Directions -> From the records below, please repeat exactly the line that has "use std::ffi::OsStr;", the line that has "pub fn rect_from_win32(rect: &windows::Win32::Foundation::RECT)", and every line between them, and nothing else.
"""
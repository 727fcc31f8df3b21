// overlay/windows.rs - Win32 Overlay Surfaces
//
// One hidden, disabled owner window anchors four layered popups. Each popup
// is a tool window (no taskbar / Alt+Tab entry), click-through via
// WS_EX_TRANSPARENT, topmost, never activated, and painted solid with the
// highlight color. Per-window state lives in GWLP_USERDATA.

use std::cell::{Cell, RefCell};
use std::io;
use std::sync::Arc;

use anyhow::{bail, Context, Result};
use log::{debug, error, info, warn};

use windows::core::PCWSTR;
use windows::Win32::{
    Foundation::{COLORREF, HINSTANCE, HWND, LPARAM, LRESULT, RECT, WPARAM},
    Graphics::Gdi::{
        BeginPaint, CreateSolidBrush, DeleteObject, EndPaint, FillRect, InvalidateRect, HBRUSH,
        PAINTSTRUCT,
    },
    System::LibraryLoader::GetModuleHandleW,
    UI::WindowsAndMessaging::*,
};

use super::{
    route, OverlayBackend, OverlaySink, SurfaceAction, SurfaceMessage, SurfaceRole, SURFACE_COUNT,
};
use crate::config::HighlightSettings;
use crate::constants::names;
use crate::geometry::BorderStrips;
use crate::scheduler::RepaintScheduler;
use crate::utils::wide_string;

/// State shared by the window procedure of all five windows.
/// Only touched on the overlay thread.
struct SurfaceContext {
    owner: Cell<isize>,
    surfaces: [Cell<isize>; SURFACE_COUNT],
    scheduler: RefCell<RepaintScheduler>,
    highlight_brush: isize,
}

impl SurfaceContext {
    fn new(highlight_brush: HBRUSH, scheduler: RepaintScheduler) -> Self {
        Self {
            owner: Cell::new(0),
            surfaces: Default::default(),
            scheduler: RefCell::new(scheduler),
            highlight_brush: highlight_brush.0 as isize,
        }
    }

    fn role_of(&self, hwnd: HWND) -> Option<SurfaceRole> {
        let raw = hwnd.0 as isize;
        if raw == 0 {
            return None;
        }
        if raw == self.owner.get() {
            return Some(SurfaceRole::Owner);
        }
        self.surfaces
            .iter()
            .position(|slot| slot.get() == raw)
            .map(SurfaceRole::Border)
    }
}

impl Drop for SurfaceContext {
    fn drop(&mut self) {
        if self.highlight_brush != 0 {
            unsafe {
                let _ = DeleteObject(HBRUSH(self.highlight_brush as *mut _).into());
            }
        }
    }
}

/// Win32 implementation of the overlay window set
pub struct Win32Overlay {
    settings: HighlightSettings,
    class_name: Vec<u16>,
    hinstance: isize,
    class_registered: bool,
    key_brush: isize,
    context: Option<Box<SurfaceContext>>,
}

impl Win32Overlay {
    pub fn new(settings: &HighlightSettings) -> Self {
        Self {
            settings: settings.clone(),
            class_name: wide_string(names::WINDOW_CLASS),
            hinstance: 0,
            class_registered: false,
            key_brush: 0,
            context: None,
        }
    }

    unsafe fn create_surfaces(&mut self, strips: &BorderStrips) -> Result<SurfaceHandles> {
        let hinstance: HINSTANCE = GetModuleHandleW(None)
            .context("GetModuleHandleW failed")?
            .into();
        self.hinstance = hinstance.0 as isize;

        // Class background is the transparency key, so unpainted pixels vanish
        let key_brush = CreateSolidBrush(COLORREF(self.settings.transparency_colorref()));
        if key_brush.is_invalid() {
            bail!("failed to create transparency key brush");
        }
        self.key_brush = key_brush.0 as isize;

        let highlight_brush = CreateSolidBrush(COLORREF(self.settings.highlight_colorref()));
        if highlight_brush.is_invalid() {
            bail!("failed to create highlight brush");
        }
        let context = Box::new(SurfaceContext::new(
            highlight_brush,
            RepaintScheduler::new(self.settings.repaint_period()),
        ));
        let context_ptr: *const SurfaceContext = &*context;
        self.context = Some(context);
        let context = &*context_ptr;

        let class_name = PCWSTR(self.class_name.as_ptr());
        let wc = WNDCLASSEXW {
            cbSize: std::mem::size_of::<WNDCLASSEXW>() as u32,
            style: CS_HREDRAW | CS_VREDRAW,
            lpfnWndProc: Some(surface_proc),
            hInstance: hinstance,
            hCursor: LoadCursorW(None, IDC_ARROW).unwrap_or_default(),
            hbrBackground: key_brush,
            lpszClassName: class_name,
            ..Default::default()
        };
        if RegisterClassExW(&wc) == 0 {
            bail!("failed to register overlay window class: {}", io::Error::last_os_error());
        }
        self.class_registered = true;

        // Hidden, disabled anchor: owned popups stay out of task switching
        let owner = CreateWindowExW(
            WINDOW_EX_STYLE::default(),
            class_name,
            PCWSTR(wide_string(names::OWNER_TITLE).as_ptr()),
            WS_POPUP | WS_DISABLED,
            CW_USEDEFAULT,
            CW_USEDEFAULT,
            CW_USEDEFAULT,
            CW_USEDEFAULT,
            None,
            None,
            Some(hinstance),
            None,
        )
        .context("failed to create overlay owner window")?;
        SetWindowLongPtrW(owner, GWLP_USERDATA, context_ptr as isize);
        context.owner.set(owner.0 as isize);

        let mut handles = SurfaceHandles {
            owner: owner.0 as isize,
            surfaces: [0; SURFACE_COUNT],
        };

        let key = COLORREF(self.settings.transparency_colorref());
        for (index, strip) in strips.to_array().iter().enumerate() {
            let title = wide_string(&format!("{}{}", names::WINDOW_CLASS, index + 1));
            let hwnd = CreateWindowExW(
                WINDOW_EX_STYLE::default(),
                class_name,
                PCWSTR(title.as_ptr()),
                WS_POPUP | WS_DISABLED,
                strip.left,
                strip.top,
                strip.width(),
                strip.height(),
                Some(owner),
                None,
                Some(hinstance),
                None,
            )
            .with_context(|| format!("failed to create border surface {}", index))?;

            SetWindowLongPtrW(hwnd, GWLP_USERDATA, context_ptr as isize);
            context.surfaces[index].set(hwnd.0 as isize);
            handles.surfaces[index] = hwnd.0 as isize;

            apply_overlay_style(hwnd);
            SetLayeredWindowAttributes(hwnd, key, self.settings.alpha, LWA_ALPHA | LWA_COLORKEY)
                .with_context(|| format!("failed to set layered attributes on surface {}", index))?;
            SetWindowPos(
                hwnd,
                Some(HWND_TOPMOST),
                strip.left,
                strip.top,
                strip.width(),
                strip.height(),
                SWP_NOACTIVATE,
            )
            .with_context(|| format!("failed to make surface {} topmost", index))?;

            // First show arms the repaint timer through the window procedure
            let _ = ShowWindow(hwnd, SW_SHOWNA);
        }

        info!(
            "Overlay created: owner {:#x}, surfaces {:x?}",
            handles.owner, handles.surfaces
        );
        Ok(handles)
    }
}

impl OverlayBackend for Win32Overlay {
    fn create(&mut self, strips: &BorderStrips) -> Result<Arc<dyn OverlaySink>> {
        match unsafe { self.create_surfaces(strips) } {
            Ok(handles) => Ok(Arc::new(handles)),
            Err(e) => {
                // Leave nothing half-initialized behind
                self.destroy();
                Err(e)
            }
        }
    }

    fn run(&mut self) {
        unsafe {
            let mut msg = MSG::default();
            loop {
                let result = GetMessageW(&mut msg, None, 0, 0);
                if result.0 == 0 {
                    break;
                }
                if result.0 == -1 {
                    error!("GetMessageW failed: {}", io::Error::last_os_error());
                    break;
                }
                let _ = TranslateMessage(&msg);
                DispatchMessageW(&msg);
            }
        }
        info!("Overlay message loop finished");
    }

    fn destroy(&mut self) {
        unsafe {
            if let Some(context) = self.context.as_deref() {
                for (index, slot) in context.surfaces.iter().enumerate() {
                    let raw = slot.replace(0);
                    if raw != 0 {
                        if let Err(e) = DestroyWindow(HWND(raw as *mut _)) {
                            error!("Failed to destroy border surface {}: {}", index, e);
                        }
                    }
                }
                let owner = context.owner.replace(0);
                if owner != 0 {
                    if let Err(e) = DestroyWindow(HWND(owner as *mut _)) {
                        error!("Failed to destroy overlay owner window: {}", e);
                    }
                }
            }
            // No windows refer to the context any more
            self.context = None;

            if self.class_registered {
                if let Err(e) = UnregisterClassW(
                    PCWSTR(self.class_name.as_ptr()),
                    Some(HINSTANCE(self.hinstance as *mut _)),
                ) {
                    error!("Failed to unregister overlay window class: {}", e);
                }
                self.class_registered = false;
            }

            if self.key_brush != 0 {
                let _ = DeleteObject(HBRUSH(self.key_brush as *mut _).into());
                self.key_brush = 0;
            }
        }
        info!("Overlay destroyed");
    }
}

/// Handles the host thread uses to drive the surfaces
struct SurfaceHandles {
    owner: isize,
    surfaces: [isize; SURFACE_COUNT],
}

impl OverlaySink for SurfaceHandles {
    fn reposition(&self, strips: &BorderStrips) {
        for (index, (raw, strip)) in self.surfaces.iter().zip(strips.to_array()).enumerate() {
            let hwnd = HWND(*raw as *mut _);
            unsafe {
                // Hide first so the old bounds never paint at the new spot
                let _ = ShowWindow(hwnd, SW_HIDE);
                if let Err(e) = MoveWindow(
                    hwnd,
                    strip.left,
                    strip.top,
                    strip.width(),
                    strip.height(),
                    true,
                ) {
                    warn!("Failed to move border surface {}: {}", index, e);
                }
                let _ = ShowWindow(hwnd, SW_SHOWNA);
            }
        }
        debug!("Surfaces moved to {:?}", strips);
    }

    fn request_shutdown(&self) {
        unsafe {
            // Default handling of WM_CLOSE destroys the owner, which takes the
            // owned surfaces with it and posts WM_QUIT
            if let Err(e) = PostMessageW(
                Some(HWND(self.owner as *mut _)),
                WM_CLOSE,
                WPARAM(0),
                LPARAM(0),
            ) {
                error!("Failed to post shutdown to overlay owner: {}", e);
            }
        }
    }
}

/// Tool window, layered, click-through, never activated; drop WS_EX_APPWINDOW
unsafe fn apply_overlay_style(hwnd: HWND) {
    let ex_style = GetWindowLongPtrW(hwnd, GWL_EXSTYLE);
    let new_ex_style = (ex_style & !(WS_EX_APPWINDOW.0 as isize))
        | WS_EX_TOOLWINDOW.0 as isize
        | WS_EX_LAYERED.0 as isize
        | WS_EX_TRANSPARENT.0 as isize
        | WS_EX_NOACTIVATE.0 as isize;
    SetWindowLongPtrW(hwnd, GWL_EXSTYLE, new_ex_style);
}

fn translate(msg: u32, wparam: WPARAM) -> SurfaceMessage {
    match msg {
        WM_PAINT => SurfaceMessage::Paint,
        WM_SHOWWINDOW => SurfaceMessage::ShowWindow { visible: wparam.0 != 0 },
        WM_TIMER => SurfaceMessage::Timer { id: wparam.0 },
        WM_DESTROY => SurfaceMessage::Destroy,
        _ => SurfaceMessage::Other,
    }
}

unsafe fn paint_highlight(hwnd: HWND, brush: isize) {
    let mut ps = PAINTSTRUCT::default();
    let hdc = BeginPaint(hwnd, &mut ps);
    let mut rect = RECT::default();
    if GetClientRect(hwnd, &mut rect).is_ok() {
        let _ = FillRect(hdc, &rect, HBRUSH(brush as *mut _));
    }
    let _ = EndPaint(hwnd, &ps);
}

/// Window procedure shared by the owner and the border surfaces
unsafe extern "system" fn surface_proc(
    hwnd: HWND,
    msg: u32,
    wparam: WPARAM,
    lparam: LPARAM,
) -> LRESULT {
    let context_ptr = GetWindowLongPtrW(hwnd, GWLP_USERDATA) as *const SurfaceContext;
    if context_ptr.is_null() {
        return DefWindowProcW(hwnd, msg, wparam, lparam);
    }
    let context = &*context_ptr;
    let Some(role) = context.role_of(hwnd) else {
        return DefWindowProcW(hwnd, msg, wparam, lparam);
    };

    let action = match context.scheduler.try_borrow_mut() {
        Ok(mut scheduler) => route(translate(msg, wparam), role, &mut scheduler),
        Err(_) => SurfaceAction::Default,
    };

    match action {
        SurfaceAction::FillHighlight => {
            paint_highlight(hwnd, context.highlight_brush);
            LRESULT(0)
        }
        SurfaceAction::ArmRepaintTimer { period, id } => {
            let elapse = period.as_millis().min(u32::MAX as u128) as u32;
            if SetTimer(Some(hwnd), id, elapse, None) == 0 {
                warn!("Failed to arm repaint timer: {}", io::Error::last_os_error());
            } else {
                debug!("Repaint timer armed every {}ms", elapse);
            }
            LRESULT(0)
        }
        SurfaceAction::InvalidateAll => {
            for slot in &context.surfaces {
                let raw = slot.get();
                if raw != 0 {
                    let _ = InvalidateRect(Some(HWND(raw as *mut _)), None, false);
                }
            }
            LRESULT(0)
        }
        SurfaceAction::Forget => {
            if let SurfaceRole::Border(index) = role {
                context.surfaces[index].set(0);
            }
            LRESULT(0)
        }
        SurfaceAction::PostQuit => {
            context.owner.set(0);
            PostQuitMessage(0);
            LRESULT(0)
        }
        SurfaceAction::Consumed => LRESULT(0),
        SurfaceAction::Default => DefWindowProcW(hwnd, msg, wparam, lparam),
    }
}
"""
"""
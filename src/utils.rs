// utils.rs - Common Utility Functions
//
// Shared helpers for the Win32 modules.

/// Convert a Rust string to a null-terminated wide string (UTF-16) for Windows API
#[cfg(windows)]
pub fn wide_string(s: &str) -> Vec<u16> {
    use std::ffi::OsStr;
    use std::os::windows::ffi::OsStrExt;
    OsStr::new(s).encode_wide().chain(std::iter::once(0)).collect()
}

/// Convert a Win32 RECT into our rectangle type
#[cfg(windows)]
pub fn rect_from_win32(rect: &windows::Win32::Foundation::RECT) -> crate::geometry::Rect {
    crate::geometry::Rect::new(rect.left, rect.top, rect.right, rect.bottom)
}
"""
Your response ->
    use std::ffi::OsStr;
    use std::os::windows::ffi::OsStrExt;
    OsStr::new(s).encode_wide().chain(std::iter::once(0)).collect()
}

/// Convert a Win32 RECT into our rectangle type
#[cfg(windows)]
pub fn rect_from_win32(rect: &windows::Win32::Foundation::RECT) -> crate::geometry::Rect {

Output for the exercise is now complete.